Ahora hay una serie de usos que están pendientes de definir que precisamente se tienen que abordar en el proyecto del frente portuario que estamos redactando a fin de ordenar toda esa franja, que tiene un atractivo y un potencial desde el punto de vista turístico también muy importante. Porque es cierto que si no hay un proyecto de esas características, si no están los usos definidos, al final acabamos teniendo una especie de Frankenstein de espacios que tienen usos que a lo mejor no son compatibles entre sí, y que no ayudan a un puerto como el de Dénia.

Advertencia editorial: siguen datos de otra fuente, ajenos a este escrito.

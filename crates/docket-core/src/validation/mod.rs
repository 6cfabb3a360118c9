//! Validation modules

pub mod upload;

pub use upload::{parse_slot_index, UploadPolicy, UploadValidationError};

Hay que definir qué modelo de puerto queremos y acabaremos definiéndolo en esos proyectos.

Pasemos al puerto de Xàbia. Existía un proyecto en tramitación desde la pasada legislatura para ordenar el dique de Levante creando amarres deportivos. El año pasado, los pescadores alertaron de estar recibiendo ofertas de las empresas que concurrían para comprarles su espacio en ese dique. El ayuntamiento pidió que se garantizara la continuidad del muelle pesquero, pero nada se ha vuelto a saber. ¿Sigue adelante ese proyecto?

No es un proyecto del actual gobierno, sino del anterior, del Partido Popular, que no tiene ningún interés para nosotros. No nos planteamos los puertos como un espacio para especular, sino de otra manera. Y de ahí mi mensaje para tranquilizar a los pescadores que operan en el puerto de Xàbia: no estamos por la labor de hacer ningún tipo de ampliación del dique de Levante con unos planteamientos que no compartimos.